WHAT NEEDS TO BE DONE: Whenever the string "users" turns up in a line below, that line should be copied.
[[ PROVIDED RECORDS, beginning ]]
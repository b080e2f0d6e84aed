use time::OffsetDateTime;

use crate::auth::pkce;
use crate::core::types::{AuthRequestId, ClientId, RedirectUri, ResponseType, Scope};
use crate::oidc::Nonce;

/// A pending authorization, created when the end user approved a request
/// at the authorization endpoint and consumed by the token endpoint.
#[derive(Debug, Clone)]
pub struct AuthRequest {
    pub id: AuthRequestId,
    pub client_id: ClientId,
    pub subject: String,
    pub audience: Vec<String>,
    pub scope: Scope,
    pub redirect_uri: RedirectUri,
    pub response_type: ResponseType,
    pub state: Option<String>,
    pub nonce: Option<Nonce>,
    pub acr: Option<String>,
    pub amr: Vec<String>,
    pub auth_time: OffsetDateTime,
    pub pkce_challenge: Option<pkce::Challenge>,
}

/// The grant recorded behind a refresh token. No nonce, ACR or state:
/// those belong to the original interactive authorization only.
#[derive(Debug, Clone)]
pub struct RefreshTokenRequest {
    pub client_id: ClientId,
    pub subject: String,
    pub audience: Vec<String>,
    pub scope: Scope,
    pub amr: Vec<String>,
    pub auth_time: OffsetDateTime,
}

impl RefreshTokenRequest {
    /// Narrows the granted scopes to `requested`, which must be a subset of
    /// the original grant.
    pub fn restrict_scope(&mut self, requested: Scope) -> bool {
        if !self.scope.contains_all(&requested) {
            return false;
        }
        self.scope = requested;
        true
    }
}

/// Request behind a token or ID token issuance.
#[derive(Debug, Clone)]
pub enum TokenRequest {
    Authorization(AuthRequest),
    Refresh(RefreshTokenRequest),
}

impl TokenRequest {
    pub fn subject(&self) -> &str {
        match self {
            Self::Authorization(r) => &r.subject,
            Self::Refresh(r) => &r.subject,
        }
    }

    pub fn audience(&self) -> &[String] {
        match self {
            Self::Authorization(r) => &r.audience,
            Self::Refresh(r) => &r.audience,
        }
    }

    pub fn scope(&self) -> &Scope {
        match self {
            Self::Authorization(r) => &r.scope,
            Self::Refresh(r) => &r.scope,
        }
    }

    pub fn amr(&self) -> &[String] {
        match self {
            Self::Authorization(r) => &r.amr,
            Self::Refresh(r) => &r.amr,
        }
    }

    pub fn auth_time(&self) -> OffsetDateTime {
        match self {
            Self::Authorization(r) => r.auth_time,
            Self::Refresh(r) => r.auth_time,
        }
    }

    pub fn client_id(&self) -> &ClientId {
        match self {
            Self::Authorization(r) => &r.client_id,
            Self::Refresh(r) => &r.client_id,
        }
    }

    pub fn as_auth_request(&self) -> Option<&AuthRequest> {
        match self {
            Self::Authorization(r) => Some(r),
            Self::Refresh(_) => None,
        }
    }
}

impl From<AuthRequest> for TokenRequest {
    fn from(request: AuthRequest) -> Self {
        Self::Authorization(request)
    }
}

impl From<RefreshTokenRequest> for TokenRequest {
    fn from(request: RefreshTokenRequest) -> Self {
        Self::Refresh(request)
    }
}

#[cfg(test)]
mod tests {
    use super::*;

    fn refresh_request(scope: &str) -> RefreshTokenRequest {
        RefreshTokenRequest {
            client_id: ClientId("web".to_string()),
            subject: "alice".to_string(),
            audience: vec!["web".to_string()],
            scope: Scope::from_delimited_parts(scope),
            amr: vec!["pwd".to_string()],
            auth_time: OffsetDateTime::now_utc(),
        }
    }

    #[test]
    fn refresh_scope_can_only_narrow() {
        let mut request = refresh_request("openid email offline_access");
        assert!(!request.restrict_scope(Scope::from_delimited_parts("openid phone")));
        assert_eq!(request.scope.as_joined(), "openid email offline_access");

        assert!(request.restrict_scope(Scope::from_delimited_parts("openid")));
        assert_eq!(request.scope.as_joined(), "openid");
    }

    #[test]
    fn refresh_variant_is_not_an_auth_request() {
        let request = TokenRequest::from(refresh_request("openid"));
        assert!(request.as_auth_request().is_none());
        assert_eq!(request.subject(), "alice");
        assert_eq!(request.amr(), ["pwd"]);
    }
}
pub mod cli;
pub mod hash;
pub mod random;
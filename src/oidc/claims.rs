use serde_json::{Map, Value};
use time::OffsetDateTime;

use crate::core::types::{ClientId, TokenId};

use super::{Nonce, UserInfo};

fn non_empty(value: &str) -> Option<String> {
    if value.is_empty() {
        None
    } else {
        Some(value.to_string())
    }
}

#[derive(Debug, Clone, serde::Serialize)]
pub struct IdTokenClaims {
    pub iss: String,
    pub sub: String,
    pub aud: Vec<String>,
    pub exp: i64,
    pub iat: i64,
    #[serde(skip_serializing_if = "Option::is_none")]
    pub auth_time: Option<i64>,
    #[serde(skip_serializing_if = "Option::is_none")]
    pub nonce: Option<Nonce>,
    #[serde(skip_serializing_if = "Option::is_none")]
    pub acr: Option<String>,
    #[serde(skip_serializing_if = "Vec::is_empty")]
    pub amr: Vec<String>,
    #[serde(skip_serializing_if = "Option::is_none")]
    pub azp: Option<ClientId>,
    #[serde(skip_serializing_if = "Option::is_none")]
    pub at_hash: Option<String>,
    #[serde(skip_serializing_if = "Option::is_none")]
    pub c_hash: Option<String>,
    #[serde(flatten)]
    pub userinfo: Option<UserInfo>,
}

impl IdTokenClaims {
    #[allow(clippy::too_many_arguments)]
    pub fn new(
        issuer: &str,
        subject: &str,
        audience: &[String],
        expiration: OffsetDateTime,
        auth_time: Option<OffsetDateTime>,
        nonce: &str,
        acr: &str,
        amr: &[String],
        client_id: &ClientId,
    ) -> Self {
        Self {
            iss: issuer.to_string(),
            sub: subject.to_string(),
            aud: audience.to_vec(),
            exp: expiration.unix_timestamp(),
            iat: OffsetDateTime::now_utc().unix_timestamp(),
            auth_time: auth_time.map(OffsetDateTime::unix_timestamp),
            nonce: non_empty(nonce).map(Nonce),
            acr: non_empty(acr),
            amr: amr.to_vec(),
            azp: non_empty(&client_id.0).map(ClientId),
            at_hash: None,
            c_hash: None,
            userinfo: None,
        }
    }

    pub fn set_access_token_hash(&mut self, hash: String) {
        self.at_hash = Some(hash);
    }

    pub fn set_code_hash(&mut self, hash: String) {
        self.c_hash = Some(hash);
    }

    /// Attaches disclosed claims. Custom claims named like a registered ID
    /// token claim are dropped.
    pub fn set_userinfo(&mut self, mut userinfo: UserInfo) {
        const RESERVED: [&str; 12] = [
            "iss", "sub", "aud", "exp", "iat", "auth_time", "nonce", "acr", "amr", "azp", "at_hash",
            "c_hash",
        ];

        userinfo.claims.retain(|k, _| !RESERVED.contains(&k.as_str()));
        self.userinfo = Some(userinfo);
    }
}

#[derive(Debug, Clone, serde::Serialize, serde::Deserialize)]
pub struct AccessTokenClaims {
    pub iss: String,
    pub sub: String,
    pub aud: Vec<String>,
    pub exp: i64,
    pub iat: i64,
    pub nbf: i64,
    pub jti: TokenId,
    pub client_id: ClientId,
    #[serde(flatten)]
    pub private_claims: Map<String, Value>,
}

impl AccessTokenClaims {
    pub fn new(
        issuer: &str,
        subject: &str,
        audience: &[String],
        expiration: OffsetDateTime,
        id: &TokenId,
        client_id: &ClientId,
    ) -> Self {
        let now = OffsetDateTime::now_utc().unix_timestamp();
        Self {
            iss: issuer.to_string(),
            sub: subject.to_string(),
            aud: audience.to_vec(),
            exp: expiration.unix_timestamp(),
            iat: now,
            nbf: now,
            jti: id.clone(),
            client_id: client_id.clone(),
            private_claims: Map::new(),
        }
    }

    /// Merges store-provided claims; registered claim names are never
    /// overwritten.
    pub fn set_private_claims(&mut self, claims: Map<String, Value>) {
        const RESERVED: [&str; 8] = ["iss", "sub", "aud", "exp", "iat", "nbf", "jti", "client_id"];

        self.private_claims = claims
            .into_iter()
            .filter(|(k, _)| !RESERVED.contains(&k.as_str()))
            .collect();
    }
}
use std::collections::HashMap;
use std::sync::Arc;

use serde_json::{Map, Value};
use time::{Duration, OffsetDateTime};
use tokio::sync::RwLock;
use tracing::{event, Level};

use crate::auth::introspection::IntrospectionResponse;
use crate::auth::{AuthRequest, ClientKey, RefreshTokenRequest, Storage, TokenRequest, TokenType};
use crate::core::models::{Client, ClientConfig};
use crate::core::types::*;
use crate::crypto::SigningKey;
use crate::oidc::UserInfo;
use crate::provider::error::Error;
use crate::util::hash::HashingService;
use crate::util::random::FromRandom;

/// A client as listed in the daemon's clients file.
#[derive(Debug, Clone, serde::Deserialize)]
pub struct ClientRegistration {
    #[serde(flatten)]
    pub client: ClientConfig,
    /// Output of `kagami-util hash-secret`. Clients without one can only
    /// authenticate with assertions.
    #[serde(default)]
    pub secret_hash: Option<HashedClientSecret>,
}

/// Claims of an end user, split by the scope that discloses them.
#[derive(Debug, Clone, Default)]
pub struct UserProfile {
    pub userinfo: UserInfo,
    /// Custom claims keyed by the non-standard scope that releases them.
    pub scope_claims: HashMap<String, Map<String, Value>>,
}

#[derive(Debug)]
struct StoredClient {
    client: Arc<ClientConfig>,
    secret_hash: Option<HashedClientSecret>,
}

#[derive(Debug)]
struct PendingAuthorization {
    request: AuthRequest,
    code: HashedAuthCode,
    invalid_after: OffsetDateTime,
}

#[derive(Debug, Clone)]
struct AccessTokenRecord {
    client_id: ClientId,
    subject: String,
    audience: Vec<String>,
    scope: Scope,
    issued_at: OffsetDateTime,
    expiration: OffsetDateTime,
}

#[derive(Debug)]
struct RefreshTokenRecord {
    request: RefreshTokenRequest,
    access_token: TokenId,
    expiration: OffsetDateTime,
}

#[derive(Debug, Default)]
struct State {
    clients: HashMap<ClientId, StoredClient>,
    client_keys: HashMap<ClientId, Vec<(Option<String>, ClientKey)>>,
    auth_requests: HashMap<AuthRequestId, PendingAuthorization>,
    codes: HashMap<HashedAuthCode, AuthRequestId>,
    access_tokens: HashMap<TokenId, AccessTokenRecord>,
    refresh_tokens: HashMap<RefreshTokenId, RefreshTokenRecord>,
    users: HashMap<String, UserProfile>,
}

/// Volatile [`Storage`] implementation backed by hash maps.
#[derive(Debug)]
pub struct MemoryStore {
    hasher: HashingService,
    state: RwLock<State>,
    signing_key: RwLock<SigningKey>,
    access_token_lifetime: Duration,
    refresh_token_lifetime: Duration,
    code_lifetime: Duration,
}

fn refresh_request_from(request: &TokenRequest) -> RefreshTokenRequest {
    match request {
        TokenRequest::Refresh(r) => r.clone(),
        TokenRequest::Authorization(r) => RefreshTokenRequest {
            client_id: r.client_id.clone(),
            subject: r.subject.clone(),
            audience: r.audience.clone(),
            scope: r.scope.clone(),
            amr: r.amr.clone(),
            auth_time: r.auth_time,
        },
    }
}

impl MemoryStore {
    pub fn new(hash_secret: String, signing_key: SigningKey) -> Self {
        Self {
            hasher: HashingService::with_secret_key(hash_secret),
            state: RwLock::new(State::default()),
            signing_key: RwLock::new(signing_key),
            access_token_lifetime: Duration::minutes(5),
            refresh_token_lifetime: Duration::days(30),
            code_lifetime: Duration::minutes(10),
        }
    }

    pub fn with_access_token_lifetime(mut self, lifetime: Duration) -> Self {
        self.access_token_lifetime = lifetime;
        self
    }

    pub fn with_refresh_token_lifetime(mut self, lifetime: Duration) -> Self {
        self.refresh_token_lifetime = lifetime;
        self
    }

    pub fn hasher(&self) -> &HashingService {
        &self.hasher
    }

    /// Registers a client with a plain secret, hashing it on the way in.
    pub async fn add_client(&self, client: ClientConfig, secret: Option<&ClientSecret>) -> Result<(), Error> {
        let secret_hash = secret.map(|s| self.hasher.hash(s)).transpose()?;
        self.register_client(ClientRegistration { client, secret_hash }).await;
        Ok(())
    }

    pub async fn register_client(&self, registration: ClientRegistration) {
        let mut state = self.state.write().await;
        state.clients.insert(
            registration.client.client_id.clone(),
            StoredClient {
                client: Arc::new(registration.client),
                secret_hash: registration.secret_hash,
            },
        );
    }

    /// Adds a public key the client signs assertions with.
    pub async fn add_client_key(&self, client_id: &ClientId, key_id: Option<String>, key: ClientKey) {
        let mut state = self.state.write().await;
        state.client_keys.entry(client_id.clone()).or_default().push((key_id, key));
    }

    pub async fn add_user(&self, subject: impl Into<String>, profile: UserProfile) {
        self.state.write().await.users.insert(subject.into(), profile);
    }

    /// Stores an approved authorization, redeemable with `code`.
    pub async fn save_auth_request(&self, request: AuthRequest, code: &AuthCode) {
        let hashed: HashedAuthCode = self.hasher.hash_without_salt(code);
        let mut state = self.state.write().await;
        state.codes.insert(hashed.clone(), request.id.clone());
        state.auth_requests.insert(
            request.id.clone(),
            PendingAuthorization {
                request,
                code: hashed,
                invalid_after: OffsetDateTime::now_utc() + self.code_lifetime,
            },
        );
    }

    /// Replaces the signing key. Keys already handed out stay valid for the
    /// tokens being signed with them.
    pub async fn rotate_signing_key(&self, key: SigningKey) {
        *self.signing_key.write().await = key;
    }

    pub async fn revoke_access_token(&self, id: &TokenId) -> bool {
        self.state.write().await.access_tokens.remove(id).is_some()
    }

    pub async fn pending_authorizations(&self) -> usize {
        self.state.read().await.auth_requests.len()
    }

    /// Drops expired codes and tokens.
    pub async fn clean_up(&self) {
        let now = OffsetDateTime::now_utc();
        let mut state = self.state.write().await;

        let expired: Vec<AuthRequestId> = state
            .auth_requests
            .iter()
            .filter(|(_, p)| p.invalid_after <= now)
            .map(|(id, _)| id.clone())
            .collect();
        for id in &expired {
            if let Some(pending) = state.auth_requests.remove(id) {
                state.codes.remove(&pending.code);
            }
        }

        state.access_tokens.retain(|_, t| t.expiration > now);
        state.refresh_tokens.retain(|_, t| t.expiration > now);
        event!(Level::TRACE, expired_codes = expired.len(), "Cleaned up store");
    }
}

fn set_profile_claims(userinfo: &mut UserInfo, profile: &UserInfo) {
    userinfo.name = profile.name.clone();
    userinfo.given_name = profile.given_name.clone();
    userinfo.family_name = profile.family_name.clone();
    userinfo.nickname = profile.nickname.clone();
    userinfo.preferred_username = profile.preferred_username.clone();
    userinfo.picture = profile.picture.clone();
    userinfo.locale = profile.locale.clone();
    userinfo.updated_at = profile.updated_at;
}

#[async_trait::async_trait]
impl Storage for MemoryStore {
    async fn get_client_by_client_id(&self, client_id: &ClientId) -> Result<Arc<dyn Client>, Error> {
        let state = self.state.read().await;
        let stored = state.clients.get(client_id).ok_or(Error::NotFound)?;
        let client: Arc<dyn Client> = stored.client.clone();
        Ok(client)
    }

    async fn authorize_client_id_secret(
        &self,
        client_id: &ClientId,
        secret: &ClientSecret,
    ) -> Result<(), Error> {
        let secret_hash = {
            let state = self.state.read().await;
            state
                .clients
                .get(client_id)
                .and_then(|c| c.secret_hash.clone())
                .ok_or(Error::Unauthorized)?
        };

        if self.hasher.verify(secret, &secret_hash)? {
            Ok(())
        } else {
            Err(Error::Unauthorized)
        }
    }

    async fn get_key_by_id_and_client_id(
        &self,
        key_id: Option<&str>,
        client_id: &ClientId,
    ) -> Result<ClientKey, Error> {
        let state = self.state.read().await;
        let keys = state.client_keys.get(client_id).ok_or(Error::NotFound)?;
        keys.iter()
            .find(|(id, _)| key_id.is_none() || id.as_deref() == key_id)
            .map(|(_, key)| key.clone())
            .ok_or(Error::NotFound)
    }

    async fn auth_request_by_code(
        &self,
        client_id: &ClientId,
        code: &AuthCode,
    ) -> Result<AuthRequest, Error> {
        let hashed: HashedAuthCode = self.hasher.hash_without_salt(code);
        let state = self.state.read().await;
        let id = state.codes.get(&hashed).ok_or(Error::NotFound)?;
        let pending = state.auth_requests.get(id).ok_or(Error::NotFound)?;

        if &pending.request.client_id != client_id {
            return Err(Error::NotFound);
        }
        if pending.invalid_after <= OffsetDateTime::now_utc() {
            return Err(Error::Expired);
        }
        Ok(pending.request.clone())
    }

    async fn token_request_by_refresh_token(
        &self,
        refresh_token: &str,
    ) -> Result<RefreshTokenRequest, Error> {
        let state = self.state.read().await;
        let record = state
            .refresh_tokens
            .get(&RefreshTokenId(refresh_token.to_string()))
            .ok_or(Error::NotFound)?;
        if record.expiration <= OffsetDateTime::now_utc() {
            return Err(Error::Expired);
        }
        Ok(record.request.clone())
    }

    async fn delete_auth_request(&self, id: &AuthRequestId) -> Result<(), Error> {
        let mut state = self.state.write().await;
        let pending = state.auth_requests.remove(id).ok_or(Error::NotFound)?;
        state.codes.remove(&pending.code);
        Ok(())
    }

    async fn create_access_token(
        &self,
        request: &TokenRequest,
    ) -> Result<(TokenId, OffsetDateTime), Error> {
        let id = TokenId::from_random();
        let now = OffsetDateTime::now_utc();
        let expiration = now + self.access_token_lifetime;

        self.state.write().await.access_tokens.insert(
            id.clone(),
            AccessTokenRecord {
                client_id: request.client_id().clone(),
                subject: request.subject().to_string(),
                audience: request.audience().to_vec(),
                scope: request.scope().clone(),
                issued_at: now,
                expiration,
            },
        );
        Ok((id, expiration))
    }

    async fn create_access_and_refresh_tokens(
        &self,
        request: &TokenRequest,
        current_refresh_token: Option<&str>,
    ) -> Result<(TokenId, String, OffsetDateTime), Error> {
        let now = OffsetDateTime::now_utc();
        let mut state = self.state.write().await;

        let mut refresh_request = refresh_request_from(request);
        if let Some(current) = current_refresh_token {
            let old = state
                .refresh_tokens
                .remove(&RefreshTokenId(current.to_string()))
                .ok_or(Error::NotFound)?;
            state.access_tokens.remove(&old.access_token);
            // A narrowed refresh keeps the scope of the original grant.
            refresh_request.scope = old.request.scope;
        }

        let access_token = TokenId::from_random();
        let expiration = now + self.access_token_lifetime;
        state.access_tokens.insert(
            access_token.clone(),
            AccessTokenRecord {
                client_id: request.client_id().clone(),
                subject: request.subject().to_string(),
                audience: request.audience().to_vec(),
                scope: request.scope().clone(),
                issued_at: now,
                expiration,
            },
        );

        let refresh_token = RefreshTokenId::from_random();
        state.refresh_tokens.insert(
            refresh_token.clone(),
            RefreshTokenRecord {
                request: refresh_request,
                access_token: access_token.clone(),
                expiration: now + self.refresh_token_lifetime,
            },
        );

        Ok((access_token, refresh_token.0, expiration))
    }

    async fn signing_key(&self) -> Result<SigningKey, Error> {
        Ok(self.signing_key.read().await.clone())
    }

    async fn get_private_claims_from_scopes(
        &self,
        subject: &str,
        _client_id: &ClientId,
        scope: &Scope,
    ) -> Result<Map<String, Value>, Error> {
        let state = self.state.read().await;
        let user = state.users.get(subject).ok_or(Error::NotFound)?;

        let mut claims = Map::new();
        for s in scope.iter() {
            if let Some(scope_claims) = user.scope_claims.get(s) {
                claims.extend(scope_claims.clone());
            }
        }
        Ok(claims)
    }

    async fn set_userinfo_from_scopes(
        &self,
        userinfo: &mut UserInfo,
        subject: &str,
        _client_id: &ClientId,
        scope: &Scope,
    ) -> Result<(), Error> {
        let state = self.state.read().await;
        let user = state.users.get(subject).ok_or(Error::NotFound)?;
        let profile = &user.userinfo;

        for s in scope.iter() {
            match s {
                SCOPE_PROFILE => set_profile_claims(userinfo, profile),
                SCOPE_EMAIL => {
                    userinfo.email = profile.email.clone();
                    userinfo.email_verified = profile.email_verified;
                }
                SCOPE_PHONE => {
                    userinfo.phone_number = profile.phone_number.clone();
                    userinfo.phone_number_verified = profile.phone_number_verified;
                }
                SCOPE_ADDRESS => userinfo.address = profile.address.clone(),
                other => {
                    if let Some(claims) = user.scope_claims.get(other) {
                        for (key, value) in claims {
                            userinfo.append_claims(key.clone(), value.clone());
                        }
                    }
                }
            }
        }
        Ok(())
    }

    async fn set_introspection_from_token(
        &self,
        response: &mut IntrospectionResponse,
        token_id: &TokenId,
        subject: &str,
        client_id: &ClientId,
    ) -> Result<(), Error> {
        let state = self.state.read().await;
        let token = state.access_tokens.get(token_id).ok_or(Error::NotFound)?;

        if token.subject != subject {
            return Err(Error::NotFound);
        }
        if token.expiration <= OffsetDateTime::now_utc() {
            return Err(Error::Expired);
        }
        if &token.client_id != client_id && !token.audience.iter().any(|a| a == &client_id.0) {
            return Err(Error::Unauthorized);
        }

        response.scope = Some(token.scope.clone());
        response.client_id = Some(token.client_id.clone());
        response.username = state
            .users
            .get(subject)
            .and_then(|u| u.userinfo.preferred_username.clone());
        response.token_type = Some(TokenType::Bearer);
        response.exp = Some(token.expiration.unix_timestamp());
        response.iat = Some(token.issued_at.unix_timestamp());
        response.nbf = Some(token.issued_at.unix_timestamp());
        response.sub = Some(token.subject.clone());
        response.aud = token.audience.clone();
        response.jti = Some(token_id.clone());
        Ok(())
    }
}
[[ PROVIDED RECORDS, end ]]
SOLVED EXERCISE:
    users: HashMap<String, UserProfile>,
        self.state.write().await.users.insert(subject.into(), profile);
        let user = state.users.get(subject).ok_or(Error::NotFound)?;
        let user = state.users.get(subject).ok_or(Error::NotFound)?;
            .users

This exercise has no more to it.